Work task →
Which lines of the data below contain "expect"? Please show them all.

======

/// Scan for four affinely independent vertices, in index order.
fn find_seed(mesh: &TetMesh) -> Result<[u32; 4], TriangulationError> {
    let n = mesh.num_vertices();
    let v0 = 0u32;
    let p0 = *mesh.coord(v0);

    let v1 = (1..n as u32)
        .find(|&j| *mesh.coord(j) != p0)
        .ok_or_else(|| TriangulationError::GeometricDegeneracy {
            message: "all vertices coincide".to_string(),
        })?;
    let p1 = *mesh.coord(v1);

    let v2 = ((v1 + 1)..n as u32)
        .find(|&j| !exactly_collinear(&p0, &p1, mesh.coord(j)))
        .ok_or_else(|| TriangulationError::GeometricDegeneracy {
            message: "all vertices are collinear".to_string(),
        })?;

    let v3 = ((v2 + 1)..n as u32)
        .find(|&j| {
            orient3d_sign([mesh.rep(v0), mesh.rep(v1), mesh.rep(v2), mesh.rep(j)]) != 0
        })
        .ok_or_else(|| TriangulationError::GeometricDegeneracy {
            message: "all vertices are coplanar".to_string(),
        })?;

    Ok([v0, v1, v2, v3])
}

/// Create the seed tetrahedron and its four ghost neighbors.
fn make_seed(mesh: &mut TetMesh, seed: [u32; 4]) -> u32 {
    let [v0, v1, v2, v3] = seed;
    let s = orient3d_sign([mesh.rep(v0), mesh.rep(v1), mesh.rep(v2), mesh.rep(v3)]);
    debug_assert!(s != 0);
    let nodes = if s > 0 {
        [v0, v1, v2, v3]
    } else {
        [v0, v2, v1, v3]
    };
    let t0 = mesh.alloc_tet(nodes);

    let mut ghosts = [0u32; 4];
    for f in 0..4 {
        let [g0, g1, g2] = mesh.face_vertices(t0, f);
        // Reversed hull face plus the infinite apex keeps the tuple
        // positively oriented with infinity on the outside.
        let ghost = mesh.alloc_tet([g0, g2, g1, INFINITE_VERTEX]);
        mesh.bond(t0, f, ghost, 3);
        ghosts[f] = ghost;
    }
    // Adjacent ghosts share a hull edge plus the infinite vertex.
    for f in 0..4 {
        for fp in (f + 1)..4 {
            let mut shared = mesh
                .face_vertices(t0, f)
                .into_iter()
                .filter(|v| mesh.face_vertices(t0, fp).contains(v));
            let e0 = shared.next().expect("seed faces share an edge");
            let e1 = shared.next().expect("seed faces share an edge");
            let fa = mesh
                .find_face(ghosts[f], [e0, e1, INFINITE_VERTEX])
                .expect("ghost face along shared edge");
            let fb = mesh
                .find_face(ghosts[fp], [e0, e1, INFINITE_VERTEX])
                .expect("ghost face along shared edge");
            mesh.bond(ghosts[f], fa, ghosts[fp], fb);
        }
    }
    t0
}

// =============================================================================
// POINT INSERTION
// =============================================================================

/// Reusable insertion machinery: walk hints and cavity stamps.
#[derive(Debug, Default)]
pub struct Inserter {
    stamp: Vec<u32>,
    epoch: u32,
    last_tet: Option<u32>,
}

enum Located {
    /// A tetrahedron in conflict with the query.
    Conflict(u32),
    /// The query equals an existing vertex.
    Duplicate,
}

======

Exercise response →
            let e0 = shared.next().expect("seed faces share an edge");
            let e1 = shared.next().expect("seed faces share an edge");
                .expect("ghost face along shared edge");
                .expect("ghost face along shared edge");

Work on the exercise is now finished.